13.1
Figure 13.1: The Virtuous Triangle of Engineering SaaS is formed from the three software engineering crown jewels of (1) SaaS on Cloud Computing, (2) Highly Productive Framework and Tools, and (3) Agile Development.

13.1. Looking Backwards

Figure 13.1, first seen in Chapter 1, shows the three “crown jewels” on which the material in this book is based. Each pair of “jewels” forms synergistic bonds that support each other, as Figure 13.1 shows. In particular, the tools and related services of Rails makes it much easier to follow the Agile lifecycle. Figure 13.2 shows our oft-repeated Agile iteration, but this time it is decorated with the tools and services that we use in this book. These 14 tools and services support both following the Agile lifecycle and developing SaaS apps. Similarly, Figure 13.3 summarizes the relationship between phases of Plan-and-Document lifecycles and their Agile equivalents, showing how the techniques described in detail in this book play similar roles to those in earlier software process models.

Rails is very powerful but has evolved tremendously since version 1.0, which was originally extracted from a specific application. Indeed, the Web itself evolved from specific details to more general architectural patterns:

  • From static documents in 1990 to dynamic content by 1995;

  • From opaque URIs in the early 1990s to REST by the early 2000s;

  • From session “hacks” (fat URIs, hidden fields, and so on) in the early 1990s to cookies and real sessions by the mid 1990s; and

  • From setting up and administering your own ad-hoc servers in 1990 to deployment on “curated” cloud platforms in the 2000s.

13.2
Figure 13.2: An iteration of the Agile software lifecycle and its relationship to the chapters in this book, with the supporting tools and services (red/bold letters) identified with each step.
13.3
Figure 13.3: While Agile methods aren’t appropriate for all projects, the Agile lifecycle does embrace the same process steps as traditional models such as Waterfall and Spiral, but reduces each step in scope to a single iteration so that they can be done repeatedly and frequently, constantly refining a working version of the product.
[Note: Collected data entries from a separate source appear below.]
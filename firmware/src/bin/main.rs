#![no_std]
#![no_main]

use defmt::{debug, error, info};
#[cfg(not(feature = "uart-flow-control"))]
use defmt::warn;
use defmt_rtt as _;
use embassy_executor::Spawner;
use embassy_rp::bind_interrupts;
use embassy_rp::gpio::{Level, Output};
use embassy_rp::peripherals::{UART0, USB};
use embassy_rp::uart::{Config as UartConfig, Uart};
use embassy_rp::usb::Driver;
use embassy_sync::blocking_mutex::raw::CriticalSectionRawMutex;
use embassy_sync::channel::Sender;
#[cfg(not(feature = "uart-flow-control"))]
use embassy_sync::channel::TrySendError;
use embassy_time::Delay;
use embassy_usb::class::hid::State;
use embassy_usb::{Builder, Config as UsbConfig};
use hid_relay_firmware::{
    configure_usb_hid, ChannelInput, CommandRelay, HidRequestHandler, LineChannel, LineMessage,
    Outcome, UartLineReader, UsbHidOutput, GRAMMAR, LINE_QUEUE_DEPTH,
};
use static_cell::StaticCell;

#[cfg(feature = "dev-panic")]
use panic_probe as _;
#[cfg(feature = "prod-panic")]
use panic_reset as _;

bind_interrupts!(struct Irqs {
    UART0_IRQ => embassy_rp::uart::InterruptHandler<UART0>;
    USBCTRL_IRQ => embassy_rp::usb::InterruptHandler<USB>;
});

/// Lines from the UART task to the relay task.
///
/// A Channel rather than a Signal: every command line must be dispatched,
/// in order.
static LINE_CHANNEL: StaticCell<LineChannel> = StaticCell::new();

/// USB device configuration buffer.
static CONFIG_DESCRIPTOR: StaticCell<[u8; 256]> = StaticCell::new();
static BOS_DESCRIPTOR: StaticCell<[u8; 256]> = StaticCell::new();
static MSOS_DESCRIPTOR: StaticCell<[u8; 256]> = StaticCell::new();
static CONTROL_BUF: StaticCell<[u8; 64]> = StaticCell::new();

/// HID state, one per interface.
static KEYBOARD_STATE: StaticCell<State> = StaticCell::new();
static MOUSE_STATE: StaticCell<State> = StaticCell::new();
static REQUEST_HANDLER: StaticCell<HidRequestHandler> = StaticCell::new();

type Relay = CommandRelay<ChannelInput<'static>, UsbHidOutput<'static>, Delay>;

#[embassy_executor::main]
async fn main(spawner: Spawner) {
    info!("HID relay starting ({:?} grammar)...", GRAMMAR);

    let p = embassy_rp::init(embassy_rp::config::Config::default());

    let channel: &'static LineChannel = LINE_CHANNEL.init(LineChannel::new());

    // --- UART Setup ---
    let mut uart_config = UartConfig::default();
    uart_config.baudrate = 115_200;

    #[cfg(not(feature = "uart-flow-control"))]
    let uart = Uart::new(
        p.UART0,
        p.PIN_0, // TX
        p.PIN_1, // RX
        Irqs,
        p.DMA_CH0,
        p.DMA_CH1,
        uart_config,
    );
    #[cfg(feature = "uart-flow-control")]
    let uart = Uart::new_with_rtscts(
        p.UART0,
        p.PIN_0, // TX
        p.PIN_1, // RX
        p.PIN_3, // RTS
        p.PIN_2, // CTS
        Irqs,
        p.DMA_CH0,
        p.DMA_CH1,
        uart_config,
    );
    let (_tx, rx) = uart.split();
    let reader = UartLineReader::new(rx);

    // --- USB Setup ---
    let usb_driver = Driver::new(p.USB, Irqs);

    let mut usb_config = UsbConfig::new(0x1209, 0x0001); // pid.codes test VID/PID
    usb_config.manufacturer = Some("Rust HID Relay");
    usb_config.product = Some("UART-to-HID Keyboard/Mouse");
    usb_config.serial_number = Some("001");
    usb_config.max_power = 100;
    usb_config.max_packet_size_0 = 64;

    let config_descriptor = CONFIG_DESCRIPTOR.init([0; 256]);
    let bos_descriptor = BOS_DESCRIPTOR.init([0; 256]);
    let msos_descriptor = MSOS_DESCRIPTOR.init([0; 256]);
    let control_buf = CONTROL_BUF.init([0; 64]);

    let mut builder = Builder::new(
        usb_driver,
        usb_config,
        config_descriptor,
        bos_descriptor,
        msos_descriptor,
        control_buf,
    );

    // Configure keyboard and mouse HID interfaces
    let (keyboard_writer, mouse_writer) = configure_usb_hid(
        &mut builder,
        KEYBOARD_STATE.init(State::new()),
        MOUSE_STATE.init(State::new()),
        REQUEST_HANDLER.init(HidRequestHandler),
    );

    let usb_device = builder.build();

    let relay = CommandRelay::new(
        ChannelInput::new(channel),
        UsbHidOutput::new(keyboard_writer, mouse_writer),
        Delay,
        GRAMMAR,
    );

    // LED for error indication (on-board LED on Pico)
    let led = Output::new(p.PIN_25, Level::Low);

    spawner.spawn(usb_task(usb_device).unwrap());
    spawner.spawn(uart_task(reader, channel.sender(), led).unwrap());
    spawner.spawn(relay_task(relay).unwrap());

    info!("HID relay initialized, waiting for commands...");
}

/// USB device task - runs the USB stack.
#[embassy_executor::task]
async fn usb_task(mut device: embassy_usb::UsbDevice<'static, Driver<'static, USB>>) {
    device.run().await;
}

/// UART task - frames lines and queues them for the relay.
///
/// Keeps draining the UART while the relay is typing. When the queue is
/// full the new line is dropped, unless hardware flow control is enabled:
/// then the task waits for room and RTS holds the host off.
#[embassy_executor::task]
async fn uart_task(
    mut reader: UartLineReader<'static>,
    sender: Sender<'static, CriticalSectionRawMutex, LineMessage, LINE_QUEUE_DEPTH>,
    mut led: Output<'static>,
) {
    loop {
        let message = reader.read_line().await;
        match &message {
            Ok(line) => debug!("Received: {=[u8]:a}", line.as_slice()),
            Err(e) => {
                error!("UART error: {:?}", e);
                // Toggle LED to indicate error
                led.toggle();
            }
        }

        #[cfg(feature = "uart-flow-control")]
        {
            sender.send(message).await;
        }

        #[cfg(not(feature = "uart-flow-control"))]
        {
            if let Err(TrySendError::Full(dropped)) = sender.try_send(message) {
                match dropped {
                    Ok(line) => warn!("Line queue full, dropping: {=[u8]:a}", line.as_slice()),
                    Err(_) => warn!("Line queue full, dropping UART error"),
                }
            }
        }
    }
}

/// Relay task - dispatches queued lines to USB HID.
#[embassy_executor::task]
async fn relay_task(mut relay: Relay) {
    // Wait for USB to be ready
    relay.output_mut().wait_ready().await;
    info!("USB HID ready, relaying commands...");

    relay
        .run(|result| match result {
            Ok(Outcome::Ignored(reason)) => debug!("Ignored line: {:?}", reason),
            Ok(outcome) => debug!("Dispatched: {:?}", outcome),
            Err(e) => error!("Relay error: {:?}", e),
        })
        .await
}
//! Command line classification.
//!
//! A line is classified in a fixed order:
//! 1. exact match against the bare mouse tokens (and legacy `shift`)
//! 2. prefix match against `CMD:` (current grammar only)
//! 3. prefix match against the grammar's text prefix (`TEXT:` or `type:`)
//!
//! Surrounding whitespace is ignored for classification. Text payloads keep
//! their trailing whitespace so chunked text types back exactly.

use crate::types::{Command, Grammar, MouseAction, NamedKey, KEY_PREFIX};

/// Maximum line length the device buffers, excluding the newline.
pub const MAX_LINE_LENGTH: usize = 256;

/// Reason a line was not dispatched.
///
/// None of these are reported back to the host; the relay treats them as
/// no-ops.
#[derive(Clone, Copy, Debug, PartialEq, Eq)]
#[cfg_attr(feature = "defmt", derive(defmt::Format))]
pub enum ParseError {
    /// Line was empty or whitespace only.
    Empty,
    /// Line matched no token or prefix.
    UnknownToken,
    /// `CMD:` with a name outside the named-key set.
    UnknownKey,
}

/// Classify a single command line.
///
/// # Example
///
/// ```
/// use hid_relay_proto::{parse_command, Command, Grammar, MouseAction};
///
/// assert_eq!(
///     parse_command(b"up\n", Grammar::Current),
///     Ok(Command::Mouse(MouseAction::Up))
/// );
/// assert_eq!(
///     parse_command(b"TEXT:Hi!\r\n", Grammar::Current),
///     Ok(Command::Text(b"Hi!"))
/// );
/// ```
pub fn parse_command(line: &[u8], grammar: Grammar) -> Result<Command<'_>, ParseError> {
    let line = trim_start(strip_line_ending(line));
    let trimmed = trim_end(line);

    if trimmed.is_empty() {
        return Err(ParseError::Empty);
    }

    if let Some(action) = MouseAction::from_token(trimmed, grammar) {
        return Ok(Command::Mouse(action));
    }

    match grammar {
        Grammar::Current => {
            if let Some(rest) = trimmed.strip_prefix(KEY_PREFIX) {
                let name = rest.split(|&b| b == b':').next().unwrap_or_default();
                return NamedKey::from_name(name)
                    .map(Command::Key)
                    .ok_or(ParseError::UnknownKey);
            }
        }
        Grammar::Legacy => {
            if trimmed == b"shift" {
                return Ok(Command::Key(NamedKey::LeftShift));
            }
        }
    }

    line.strip_prefix(grammar.text_prefix())
        .map(Command::Text)
        .ok_or(ParseError::UnknownToken)
}

/// Strip a trailing LF and/or CR.
#[inline]
fn strip_line_ending(line: &[u8]) -> &[u8] {
    let mut end = line.len();
    if end > 0 && line[end - 1] == b'\n' {
        end -= 1;
    }
    if end > 0 && line[end - 1] == b'\r' {
        end -= 1;
    }
    &line[..end]
}

#[inline]
fn trim_start(s: &[u8]) -> &[u8] {
    let start = s
        .iter()
        .position(|b| !b.is_ascii_whitespace())
        .unwrap_or(s.len());
    &s[start..]
}

#[inline]
fn trim_end(s: &[u8]) -> &[u8] {
    let end = s
        .iter()
        .rposition(|b| !b.is_ascii_whitespace())
        .map_or(0, |i| i + 1);
    &s[..end]
}

#[cfg(test)]
mod tests {
    use super::*;

    #[test]
    fn test_parse_directional_tokens() {
        assert_eq!(
            parse_command(b"up\n", Grammar::Current),
            Ok(Command::Mouse(MouseAction::Up))
        );
        assert_eq!(
            parse_command(b"down", Grammar::Current),
            Ok(Command::Mouse(MouseAction::Down))
        );
        assert_eq!(
            parse_command(b"right_click\r\n", Grammar::Current),
            Ok(Command::Mouse(MouseAction::RightClick))
        );
    }

    #[test]
    fn test_parse_tokens_are_case_sensitive() {
        assert_eq!(
            parse_command(b"UP", Grammar::Current),
            Err(ParseError::UnknownToken)
        );
        assert_eq!(
            parse_command(b"text:hi", Grammar::Current),
            Err(ParseError::UnknownToken)
        );
    }

    #[test]
    fn test_parse_surrounding_whitespace_ignored() {
        assert_eq!(
            parse_command(b"  left \t\n", Grammar::Current),
            Ok(Command::Mouse(MouseAction::Left))
        );
    }

    #[test]
    fn test_parse_cmd() {
        assert_eq!(
            parse_command(b"CMD:ENTER\n", Grammar::Current),
            Ok(Command::Key(NamedKey::Enter))
        );
        assert_eq!(
            parse_command(b"CMD:CTRL_ALT_DEL", Grammar::Current),
            Ok(Command::Key(NamedKey::CtrlAltDel))
        );
    }

    #[test]
    fn test_parse_cmd_name_ends_at_next_colon() {
        assert_eq!(
            parse_command(b"CMD:ENTER:extra", Grammar::Current),
            Ok(Command::Key(NamedKey::Enter))
        );
    }

    #[test]
    fn test_parse_cmd_unknown_name() {
        assert_eq!(
            parse_command(b"CMD:ESCAPE", Grammar::Current),
            Err(ParseError::UnknownKey)
        );
        assert_eq!(
            parse_command(b"CMD:", Grammar::Current),
            Err(ParseError::UnknownKey)
        );
    }

    #[test]
    fn test_parse_text_payload() {
        assert_eq!(
            parse_command(b"TEXT:Hi!\n", Grammar::Current),
            Ok(Command::Text(b"Hi!"))
        );
        assert_eq!(
            parse_command(b"TEXT:a:b:c", Grammar::Current),
            Ok(Command::Text(b"a:b:c"))
        );
        assert_eq!(
            parse_command(b"TEXT:", Grammar::Current),
            Ok(Command::Text(b""))
        );
    }

    #[test]
    fn test_parse_text_keeps_trailing_spaces() {
        assert_eq!(
            parse_command(b"TEXT:hello \n", Grammar::Current),
            Ok(Command::Text(b"hello "))
        );
    }

    #[test]
    fn test_parse_empty_lines() {
        assert_eq!(parse_command(b"", Grammar::Current), Err(ParseError::Empty));
        assert_eq!(parse_command(b"\n", Grammar::Current), Err(ParseError::Empty));
        assert_eq!(
            parse_command(b" \t \r\n", Grammar::Current),
            Err(ParseError::Empty)
        );
    }

    #[test]
    fn test_parse_unknown_line() {
        assert_eq!(
            parse_command(b"foobar\n", Grammar::Current),
            Err(ParseError::UnknownToken)
        );
    }

    #[test]
    fn test_parse_legacy_grammar() {
        assert_eq!(
            parse_command(b"click", Grammar::Legacy),
            Ok(Command::Mouse(MouseAction::LeftClick))
        );
        assert_eq!(
            parse_command(b"shift\n", Grammar::Legacy),
            Ok(Command::Key(NamedKey::LeftShift))
        );
        assert_eq!(
            parse_command(b"type:abc", Grammar::Legacy),
            Ok(Command::Text(b"abc"))
        );
    }

    #[test]
    fn test_grammars_do_not_mix() {
        assert_eq!(
            parse_command(b"CMD:ENTER", Grammar::Legacy),
            Err(ParseError::UnknownToken)
        );
        assert_eq!(
            parse_command(b"TEXT:abc", Grammar::Legacy),
            Err(ParseError::UnknownToken)
        );
        assert_eq!(
            parse_command(b"type:abc", Grammar::Current),
            Err(ParseError::UnknownToken)
        );
        assert_eq!(
            parse_command(b"shift", Grammar::Current),
            Err(ParseError::UnknownToken)
        );
    }
}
The programming languages Java and Ruby offer another demonstration that good incremental ideas can be embraced quickly but great radical ideas take time before they are accepted. Java and Ruby are the same age, both appearing in 1995. Within a few years Java became one of the most popular programming languages, while Ruby remained primarily of interest to the programming languages literati. Ruby’s popularity came a decade later with the release of Rails. Ruby and Rails demonstrate that big ideas in programming languages really can deliver productivity through extensive software reuse. Comparing Java and its frameworks to Ruby and Rails, (Stella et al. 2008) and (Ji and Sedano 2011) found factors of 3 to 5 reductions in number of lines of code, which is one indication of productivity.